Corymbia bloxsomei, commonly known as yellowjack, yellow jacket or yellow bloodwood, is a species of tree that is endemic to inland, south-eastern Queensland. It has thick, rough scaly bark on the trunk and larger branches, lance-shaped or curved adult leaves, flower buds in groups of seven, nine or eleven, creamy white to pale yellow flowers and barrel-shaped, urn-shaped or spherical fruit.

==Description==
Corymbia bloxsomei is a tree that typically grows to a height of 15-24 m and forms a lignotuber. It has soft, rough, scaly or tessellated yellowish to brownish bark on the trunk and almost to the smaller branches. Young plants and coppice regrowth have leaves that are paler on the lower surface, egg-shaped to elliptical, 70-140 mm long and 38-60 mm wide.

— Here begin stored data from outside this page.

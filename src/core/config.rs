use std::env;
use std::time::Duration;

use serde_json::{Map, Value};

use super::secrets;
use crate::errors::TriageError;

pub const DEFAULT_API_BASE_URL: &str = "https://slack.com/api";
pub const DEFAULT_START_DELAY_MS: u64 = 1000;

#[derive(Debug, Clone)]
pub struct AppConfig {
    pub slack_token: String,
    pub slack_signing_secret: Option<String>,
    pub slack_api_base_url: String,
    /// Caller overrides merged over the default triage settings.
    pub settings_overrides: Map<String, Value>,
    pub start_delay: Duration,
}

impl AppConfig {
    /// Loads configuration from the environment. The token comes from
    /// `SLACK_TOKEN`, or from the SSM parameter named by `SLACK_TOKEN_PARAM`.
    ///
    /// # Errors
    ///
    /// Returns an error if no token is configured, the SSM lookup fails, or a
    /// variable cannot be parsed.
    pub async fn load() -> Result<Self, TriageError> {
        let lookup = |key: &str| env::var(key).ok().filter(|v| !v.is_empty());

        let slack_token = match lookup("SLACK_TOKEN") {
            Some(token) => Some(token),
            None => match lookup("SLACK_TOKEN_PARAM") {
                Some(name) => secrets::get_secret(&name).await?,
                None => None,
            },
        };

        Self::from_lookup(lookup, slack_token)
    }

    /// Builds the configuration from an arbitrary variable source.
    ///
    /// # Errors
    ///
    /// Returns `TriageError::ConfigError` if `slack_token` is missing,
    /// `TRIAGE_SETTINGS` is not a JSON object, or `TRIAGE_START_DELAY_MS` is
    /// not a number.
    pub fn from_lookup<F>(lookup: F, slack_token: Option<String>) -> Result<Self, TriageError>
    where
        F: Fn(&str) -> Option<String>,
    {
        let slack_token = slack_token
            .filter(|t| !t.is_empty())
            .ok_or_else(|| TriageError::ConfigError("SLACK_TOKEN not set.".to_string()))?;

        let settings_overrides = match lookup("TRIAGE_SETTINGS") {
            Some(raw) => match serde_json::from_str::<Value>(&raw) {
                Ok(Value::Object(map)) => map,
                Ok(_) => {
                    return Err(TriageError::ConfigError(
                        "TRIAGE_SETTINGS must be a JSON object".to_string(),
                    ));
                }
                Err(e) => return Err(TriageError::ConfigError(format!("TRIAGE_SETTINGS: {e}"))),
            },
            None => Map::new(),
        };

        let start_delay_ms = match lookup("TRIAGE_START_DELAY_MS") {
            Some(raw) => raw
                .parse::<u64>()
                .map_err(|e| TriageError::ConfigError(format!("TRIAGE_START_DELAY_MS: {e}")))?,
            None => DEFAULT_START_DELAY_MS,
        };

        Ok(Self {
            slack_token,
            slack_signing_secret: lookup("SLACK_SIGNING_SECRET"),
            slack_api_base_url: lookup("SLACK_API_BASE_URL")
                .unwrap_or_else(|| DEFAULT_API_BASE_URL.to_string()),
            settings_overrides,
            start_delay: Duration::from_millis(start_delay_ms),
        })
    }
}
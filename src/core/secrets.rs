use aws_sdk_ssm::Client as SsmClient;

use crate::errors::TriageError;

/// Reads a (possibly `SecureString`) parameter from SSM Parameter Store.
/// Returns `Ok(None)` when the parameter does not exist or has no value.
///
/// # Errors
///
/// Returns an error for any SSM failure other than a missing parameter.
pub async fn get_secret(name: &str) -> Result<Option<String>, TriageError> {
    let shared = aws_config::from_env().load().await;
    let client = SsmClient::new(&shared);

    match client
        .get_parameter()
        .name(name)
        .with_decryption(true)
        .send()
        .await
    {
        Ok(resp) => Ok(resp
            .parameter
            .and_then(|param| param.value().map(str::to_string))
            .filter(|value| !value.is_empty())),
        Err(e) => {
            let msg = format!("{e}");
            if msg.contains("ParameterNotFound") {
                Ok(None)
            } else {
                Err(TriageError::AwsError(format!("ssm get_parameter: {e}")))
            }
        }
    }
}
use regex::RegexBuilder;
use serde_json::{Map, Value};

use crate::core::models::{
    ClassificationRecord, InvocationContext, OutgoingPayload, RawMessage, ResponseType,
};
use crate::core::settings::{self, Settings};
use crate::errors::TriageError;

use super::rank::rank;
use super::section::render_section;

/// Two blank lines between sections.
pub const SECTION_SEPARATOR: &str = "\n\n\n";

/// Whether the command text asks for the report to be posted publicly.
///
/// # Errors
///
/// Returns `TriageError::SettingsError` if `publish_text` is not a valid pattern.
pub fn is_publish(settings: &Settings, text: &str) -> Result<bool, TriageError> {
    let pattern = RegexBuilder::new(&settings.publish_text)
        .case_insensitive(true)
        .build()
        .map_err(|e| TriageError::SettingsError(format!("publish_text: {e}")))?;
    Ok(pattern.is_match(text))
}

/// Renders every displayed bucket into the payload posted back to Slack.
/// Published reports go `in_channel`; private ones carry the help attachments.
///
/// # Errors
///
/// Returns `TriageError::SettingsError` if `display` names an unknown bucket or
/// `publish_text` is not a valid pattern.
pub fn assemble(
    context: &InvocationContext,
    records: &[ClassificationRecord],
    settings: &Settings,
) -> Result<OutgoingPayload, TriageError> {
    let sections = settings
        .display
        .iter()
        .map(|name| render_section(settings, records, context, name))
        .collect::<Result<Vec<_>, _>>()?;

    let mut payload = OutgoingPayload {
        text: sections.join(SECTION_SEPARATOR),
        unfurl_links: settings.unfurl_links,
        response_type: None,
        attachments: None,
    };

    if is_publish(settings, &context.text)? {
        payload.response_type = Some(ResponseType::InChannel);
    } else {
        payload.attachments = Some(settings.help.clone());
    }

    Ok(payload)
}

/// Builds the triage report for `messages`: resolve settings, rank, assemble.
///
/// # Errors
///
/// Returns `TriageError::SettingsError` if the overrides do not resolve or the
/// resolved settings cannot be rendered.
pub fn create(
    context: &InvocationContext,
    messages: &[RawMessage],
    overrides: &Map<String, Value>,
) -> Result<OutgoingPayload, TriageError> {
    let settings = settings::resolve(overrides)?;
    let records = rank(&settings, messages)?;
    assemble(context, &records, &settings)
}
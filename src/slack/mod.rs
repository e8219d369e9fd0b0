//! All Slack-specific functionality

pub mod channels;
pub mod client;
pub mod command_parser;
pub mod response_builder;

// Re-export main types for convenience
pub use client::{ChatPlatform, SlackClient};
pub use response_builder::Acknowledgement;
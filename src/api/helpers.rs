//! Lambda proxy response builders.

use serde_json::{Value, json};

use crate::slack::response_builder::Acknowledgement;

/// Returns a 200 OK response with an empty body.
#[must_use]
pub fn ok_empty() -> Value {
    json!({ "statusCode": 200, "body": "" })
}

/// Returns a 200 OK response carrying `body` as JSON.
#[must_use]
pub fn ok_json(body: &Value) -> Value {
    json!({
        "statusCode": 200,
        "headers": { "Content-Type": "application/json" },
        "body": body.to_string()
    })
}

/// Returns the response Slack sees for `ack`.
#[must_use]
pub fn ack_response(ack: &Acknowledgement) -> Value {
    match ack.body() {
        Some(body) => ok_json(&body),
        None => ok_empty(),
    }
}

/// Returns an error response with the given status code and message.
#[must_use]
pub fn err_response(status_code: u16, message: &str) -> Value {
    json!({
        "statusCode": status_code,
        "body": json!({ "error": message }).to_string()
    })
}
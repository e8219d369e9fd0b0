use std::fmt;
use std::str::FromStr;

use serde::{Deserialize, Serialize};
use serde_json::Value;

use crate::errors::TriageError;
use crate::slack::command_parser::SlashCommand;

/// `channel_name` Slack sends when a command is issued in a direct message.
pub const DIRECT_MESSAGE_HANDLE: &str = "directmessage";

/// Message subtype Slack assigns to integration/bot posts.
pub const BOT_MESSAGE_SUBTYPE: &str = "bot_message";

/// A message as returned by `channels.history`. Only the fields triage looks at.
#[derive(Debug, Clone, Default, PartialEq, Serialize, Deserialize)]
pub struct RawMessage {
    #[serde(default)]
    pub text: String,
    #[serde(default)]
    pub ts: String,
    #[serde(default, skip_serializing_if = "Option::is_none")]
    pub reactions: Option<Vec<Reaction>>,
    #[serde(default, skip_serializing_if = "Option::is_none")]
    pub subtype: Option<String>,
}

#[derive(Debug, Clone, PartialEq, Serialize, Deserialize)]
pub struct Reaction {
    pub name: String,
    #[serde(default, skip_serializing_if = "Option::is_none")]
    pub count: Option<u32>,
    #[serde(default, skip_serializing_if = "Vec::is_empty")]
    pub users: Vec<String>,
}

/// Rank of a message, taken from the position of its emoji in the configured
/// pending list. Position 0 is the highest priority and sorts first.
#[derive(Debug, Clone, Copy, PartialEq, Eq, PartialOrd, Ord, Hash)]
pub struct Priority(usize);

impl Priority {
    #[must_use]
    pub fn new(rank: usize) -> Self {
        Self(rank)
    }
}

/// Triage category a record can fall into.
#[derive(Debug, Clone, Copy, PartialEq, Eq, Hash)]
pub enum Bucket {
    Pending,
    Review,
    Addressed,
}

impl Bucket {
    #[must_use]
    pub fn as_str(self) -> &'static str {
        match self {
            Bucket::Pending => "pending",
            Bucket::Review => "review",
            Bucket::Addressed => "addressed",
        }
    }
}

impl fmt::Display for Bucket {
    fn fmt(&self, f: &mut fmt::Formatter<'_>) -> fmt::Result {
        f.write_str(self.as_str())
    }
}

impl FromStr for Bucket {
    type Err = TriageError;

    fn from_str(s: &str) -> Result<Self, Self::Err> {
        match s {
            "pending" => Ok(Bucket::Pending),
            "review" => Ok(Bucket::Review),
            "addressed" => Ok(Bucket::Addressed),
            other => Err(TriageError::SettingsError(format!(
                "unknown bucket '{other}'"
            ))),
        }
    }
}

/// Everything triage derives from one `RawMessage`.
#[derive(Debug, Clone, PartialEq)]
pub struct ClassificationRecord {
    pub bot: bool,
    /// `None` when no pending emoji appears in the text.
    pub priority: Option<Priority>,
    pub emoji: Option<String>,
    pub addressed: bool,
    pub pending: bool,
    pub review: bool,
    /// Message `ts` with its separator removed, as used in archive links.
    pub id: String,
    pub message: RawMessage,
}

impl ClassificationRecord {
    #[must_use]
    pub fn in_bucket(&self, bucket: Bucket) -> bool {
        match bucket {
            Bucket::Pending => self.pending,
            Bucket::Review => self.review,
            Bucket::Addressed => self.addressed,
        }
    }
}

#[derive(Debug, Clone, Copy, PartialEq, Eq, Serialize, Deserialize)]
#[serde(rename_all = "snake_case")]
pub enum ResponseType {
    InChannel,
    Ephemeral,
}

/// Body posted to the command's `response_url`.
#[derive(Debug, Clone, PartialEq, Serialize)]
pub struct OutgoingPayload {
    pub text: String,
    pub unfurl_links: bool,
    #[serde(skip_serializing_if = "Option::is_none")]
    pub response_type: Option<ResponseType>,
    #[serde(skip_serializing_if = "Option::is_none")]
    pub attachments: Option<Value>,
}

/// The parts of a slash command the report is rendered against.
#[derive(Debug, Clone, PartialEq, Eq)]
pub struct InvocationContext {
    /// Channel whose history is being triaged.
    pub channel_id: String,
    pub channel_name: String,
    pub team_domain: String,
    pub text: String,
}

impl InvocationContext {
    /// Builds the context for `command`, targeting `channel_id`. For direct
    /// messages this is the channel resolved from the command text rather
    /// than the DM conversation itself.
    #[must_use]
    pub fn from_command(command: &SlashCommand, channel_id: &str) -> Self {
        Self {
            channel_id: channel_id.to_string(),
            channel_name: command.channel_name.clone(),
            team_domain: command.team_domain.clone(),
            text: command.text.clone(),
        }
    }

    #[must_use]
    pub fn is_direct_message(&self) -> bool {
        self.channel_name == DIRECT_MESSAGE_HANDLE
    }

    /// Channel name used in links and mentions. Direct messages carry it in the
    /// command text (`#alerts`).
    #[must_use]
    pub fn display_channel_name(&self) -> &str {
        if self.is_direct_message() {
            self.text.trim().trim_start_matches('#')
        } else {
            &self.channel_name
        }
    }
}
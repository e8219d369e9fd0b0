//! Triage - a Slack slash command that reports which requests in a channel
//! still need attention.
//!
//! Requests are messages mentioning one of the pending emojis (`:red_circle:`,
//! `:large_blue_circle:`, `:white_circle:`, most urgent first). Reactions move
//! them along: `:eyes:` means someone is looking, `:white_check_mark:` means
//! done. The command scans the channel's recent history, buckets every
//! request and posts a digest with links back to each message.
//!
//! # Architecture
//!
//! The system uses:
//! - AWS Lambda for serverless execution of the slash command endpoint
//! - SSM Parameter Store for the Slack token
//! - reqwest for the Slack Web API and `response_url` calls
//! - Tokio for async runtime
//!
//! # Example
//!
//! ```
//! use serde_json::{Map, json};
//! use triage::core::models::{InvocationContext, RawMessage};
//!
//! let messages: Vec<RawMessage> = serde_json::from_value(json!([
//!     { "text": "prod is down :red_circle:", "ts": "1700000000.000100" },
//!     { "text": "lunch?", "ts": "1700000001.000200" }
//! ]))
//! .unwrap();
//!
//! let context = InvocationContext {
//!     channel_id: "C1".into(),
//!     channel_name: "alerts".into(),
//!     team_domain: "acme".into(),
//!     text: String::new(),
//! };
//!
//! let payload = triage::triage::create(&context, &messages, &Map::new()).unwrap();
//! assert!(payload.text.contains("https://acme.slack.com/archives/alerts/p1700000000000100"));
//! ```

// Module declarations
pub mod api;
pub mod core;
pub mod errors;
pub mod slack;
pub mod triage;

pub use errors::TriageError;

/// Configure structured logging with JSON format for AWS Lambda environments.
///
/// Honors `RUST_LOG`, defaulting to `info`. Safe to call more than once; only
/// the first call installs the subscriber.
///
/// # Example
///
/// ```
/// triage::setup_logging();
/// ```
pub fn setup_logging() {
    use tracing_subscriber::EnvFilter;
    use tracing_subscriber::prelude::*;

    let filter = EnvFilter::try_from_default_env().unwrap_or_else(|_| EnvFilter::new("info"));
    let fmt_layer = tracing_subscriber::fmt::layer().json().with_target(true);

    let _ = tracing_subscriber::registry()
        .with(filter)
        .with(fmt_layer)
        .try_init();
}
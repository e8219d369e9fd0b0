pub mod config;
pub mod models;
pub mod secrets;
pub mod settings;
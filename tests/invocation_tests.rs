use std::sync::Mutex;
use std::time::Duration;

use async_trait::async_trait;
use tokio::time::Instant;
use serde_json::{Map, Value, json};
use triage::api::invocation::{Invocation, MISSING_CHANNEL_PROMPT, POSTED_PLACEHOLDER};
use triage::core::models::{OutgoingPayload, RawMessage, ResponseType};
use triage::errors::TriageError;
use triage::slack::client::{Channel, ChannelsListResponse, ChatPlatform};
use triage::slack::command_parser::SlashCommand;
use triage::slack::response_builder::Acknowledgement;

/// Records every call and answers from canned data.
#[derive(Default)]
struct FakePlatform {
    listing_ok: bool,
    channels: Vec<Channel>,
    history: Vec<RawMessage>,
    fail_history: bool,
    calls: Mutex<Vec<String>>,
    first_call_at: Mutex<Option<Instant>>,
    posts: Mutex<Vec<(String, OutgoingPayload)>>,
}

impl FakePlatform {
    fn with_history(history: Value) -> Self {
        Self {
            listing_ok: true,
            history: serde_json::from_value(history).unwrap(),
            ..Self::default()
        }
    }

    fn calls(&self) -> Vec<String> {
        self.calls.lock().unwrap().clone()
    }

    fn posts(&self) -> Vec<(String, OutgoingPayload)> {
        self.posts.lock().unwrap().clone()
    }

    fn first_call_at(&self) -> Option<Instant> {
        *self.first_call_at.lock().unwrap()
    }

    fn record(&self, call: String) {
        self.first_call_at
            .lock()
            .unwrap()
            .get_or_insert_with(Instant::now);
        self.calls.lock().unwrap().push(call);
    }
}

#[async_trait]
impl ChatPlatform for FakePlatform {
    async fn list_channels(&self) -> Result<ChannelsListResponse, TriageError> {
        self.record("channels.list".into());
        Ok(ChannelsListResponse {
            ok: self.listing_ok,
            error: (!self.listing_ok).then(|| "invalid_auth".to_string()),
            channels: self.channels.clone(),
        })
    }

    async fn channel_history(
        &self,
        channel_id: &str,
        count: u32,
    ) -> Result<Vec<RawMessage>, TriageError> {
        self.record(format!("channels.history {channel_id} {count}"));
        if self.fail_history {
            return Err(TriageError::HttpError("connection reset".into()));
        }
        Ok(self.history.clone())
    }

    async fn post_response(
        &self,
        response_url: &str,
        payload: &OutgoingPayload,
    ) -> Result<(), TriageError> {
        self.record("response_url".into());
        self.posts
            .lock()
            .unwrap()
            .push((response_url.to_string(), payload.clone()));
        Ok(())
    }
}

fn channel(id: &str, name: &str) -> Channel {
    Channel {
        id: id.into(),
        name: name.into(),
    }
}

fn command(channel_name: &str, text: &str) -> SlashCommand {
    SlashCommand {
        team_domain: "acme".into(),
        channel_id: "C1".into(),
        channel_name: channel_name.into(),
        text: text.into(),
        response_url: "https://hooks.slack.com/commands/1".into(),
        command: "/triage".into(),
        ..SlashCommand::default()
    }
}

async fn run(
    platform: &FakePlatform,
    overrides: &Map<String, Value>,
    cmd: &SlashCommand,
) -> Acknowledgement {
    Invocation::new(platform, overrides, Duration::ZERO)
        .run(cmd)
        .await
}

#[tokio::test]
async fn test_channel_invocation_posts_report() {
    let platform = FakePlatform::with_history(json!([
        { "text": "db down :red_circle:", "ts": "1500000000.000001" }
    ]));

    let ack = run(&platform, &Map::new(), &command("alerts", "")).await;

    assert_eq!(
        ack,
        Acknowledgement::reply(POSTED_PLACEHOLDER, ResponseType::InChannel)
    );
    assert_eq!(
        platform.calls(),
        vec!["channels.history C1 1000", "response_url"]
    );
    let posts = platform.posts();
    assert_eq!(posts[0].0, "https://hooks.slack.com/commands/1");
    assert!(posts[0].1.text.contains(
        ":red_circle: https://acme.slack.com/archives/alerts/p1500000000000001"
    ));
    assert!(posts[0].1.attachments.is_some());
}

#[tokio::test]
async fn test_direct_message_without_channel_prompts() {
    let platform = FakePlatform::with_history(json!([]));

    let ack = run(&platform, &Map::new(), &command("directmessage", "eng")).await;

    assert_eq!(
        ack,
        Acknowledgement::reply(MISSING_CHANNEL_PROMPT, ResponseType::InChannel)
    );
    assert!(platform.calls().is_empty());
}

#[tokio::test]
async fn test_direct_message_resolves_channel() {
    let platform = FakePlatform {
        channels: vec![channel("C9", "eng"), channel("C8", "ops")],
        ..FakePlatform::with_history(json!([{ "text": ":white_circle: x", "ts": "2.5" }]))
    };

    let ack = run(&platform, &Map::new(), &command("directmessage", "#Eng")).await;

    assert!(matches!(ack, Acknowledgement::Reply { .. }));
    assert_eq!(
        platform.calls(),
        vec!["channels.list", "channels.history C9 1000", "response_url"]
    );
    let text = platform.posts()[0].1.text.clone();
    assert!(text.contains("<#C9|Eng>"));
    assert!(text.contains("https://acme.slack.com/archives/Eng/p25"));
}

#[tokio::test]
async fn test_ambiguous_channel_is_a_silent_no_op() {
    let platform = FakePlatform {
        channels: vec![channel("C9", "eng"), channel("C7", "ENG")],
        ..FakePlatform::with_history(json!([]))
    };

    let ack = run(&platform, &Map::new(), &command("directmessage", "#eng")).await;

    assert_eq!(ack, Acknowledgement::Empty);
    assert_eq!(platform.calls(), vec!["channels.list"]);
    assert!(platform.posts().is_empty());
}

#[tokio::test]
async fn test_missing_channel_is_a_silent_no_op() {
    let platform = FakePlatform {
        channels: vec![channel("C9", "ops")],
        ..FakePlatform::with_history(json!([]))
    };

    let ack = run(&platform, &Map::new(), &command("directmessage", "#eng")).await;

    assert_eq!(ack, Acknowledgement::Empty);
    assert!(platform.posts().is_empty());
}

#[tokio::test]
async fn test_channel_listing_error_is_a_silent_no_op() {
    let platform = FakePlatform {
        listing_ok: false,
        channels: vec![channel("C9", "eng")],
        ..FakePlatform::default()
    };

    let ack = run(&platform, &Map::new(), &command("directmessage", "#eng")).await;

    assert_eq!(ack, Acknowledgement::Empty);
    assert!(platform.posts().is_empty());
}

#[tokio::test]
async fn test_history_failure_is_swallowed() {
    let platform = FakePlatform {
        fail_history: true,
        ..FakePlatform::with_history(json!([]))
    };

    let ack = run(&platform, &Map::new(), &command("alerts", "")).await;

    assert_eq!(ack, Acknowledgement::Empty);
    assert!(platform.posts().is_empty());
}

#[tokio::test]
async fn test_bad_overrides_are_swallowed() {
    let platform = FakePlatform::with_history(json!([{ "text": ":red_circle:", "ts": "1.1" }]));
    let mut overrides = Map::new();
    overrides.insert("display".into(), json!(["pending", "blocked"]));

    let ack = run(&platform, &overrides, &command("alerts", "")).await;

    assert_eq!(ack, Acknowledgement::Empty);
    assert!(platform.posts().is_empty());
}

#[tokio::test]
async fn test_publish_posts_in_channel() {
    let platform = FakePlatform::with_history(json!([{ "text": ":red_circle:", "ts": "1.1" }]));

    run(&platform, &Map::new(), &command("alerts", "Publish")).await;

    let (_, payload) = &platform.posts()[0];
    assert_eq!(payload.response_type, Some(ResponseType::InChannel));
    assert!(payload.attachments.is_none());
}

#[tokio::test(start_paused = true)]
async fn test_start_delay_precedes_first_platform_call() {
    let platform = FakePlatform::with_history(json!([{ "text": ":red_circle:", "ts": "1.1" }]));
    let delay = Duration::from_millis(1000);
    let started = Instant::now();

    let ack = Invocation::new(&platform, &Map::new(), delay)
        .run(&command("alerts", ""))
        .await;

    assert!(matches!(ack, Acknowledgement::Reply { .. }));
    let first_call = platform.first_call_at().expect("platform was called");
    assert!(first_call.duration_since(started) >= delay);
}

#[tokio::test(start_paused = true)]
async fn test_direct_message_prompt_skips_start_delay() {
    let platform = FakePlatform::with_history(json!([]));
    let started = Instant::now();

    let ack = Invocation::new(&platform, &Map::new(), Duration::from_millis(1000))
        .run(&command("directmessage", "eng"))
        .await;

    assert_eq!(
        ack,
        Acknowledgement::reply(MISSING_CHANNEL_PROMPT, ResponseType::InChannel)
    );
    assert_eq!(started.elapsed(), Duration::ZERO);
    assert!(platform.first_call_at().is_none());
}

Adult leaves are the same shade of glossy green on both sides, lance-shaped or curved, 110-188 mm long and 10-35 mm wide, tapering to a petiole 13-35 mm long. The flower buds are arranged on the ends of branchlets on a branched peduncle 4-23 mm long, each branch of the peduncle with seven, nine or eleven buds on pedicels 1-7 mm long. Mature buds are oval to cylindrical, about 9 mm long and 7 mm wide with a variably-shaped operculum. Flowering has been recorded in June and December and the flowers are creamy white to pale yellow. The fruit is a woody barrel-shaped, urn-shaped or spherical capsule 12-18 mm long and 9-13 mm wide with the valves enclosed in the fruit.

==Taxonomy and naming==
Yellowjacket was first formally described in 1925 by Joseph Maiden in the Journal and Proceedings of the Royal Society of New South Wales and given the name Eucalyptus bloxsomei. In 1995, Ken Hill and Lawrie Johnson changed the name to Corymbia bloxsomei. The specific epithet (bloxsomei) honours "Herbert Schreiber Bloxsome".

==Distribution and habitat==
Corymbia bloxsomei grows in forest on flat or sloping areas from near Mundubbera to Chinchilla, especially in the Barakula State Forest.

==Conservation status==
This eucalypt is classified as of "least concern" under the Government of Queensland Nature Conservation Act 1992.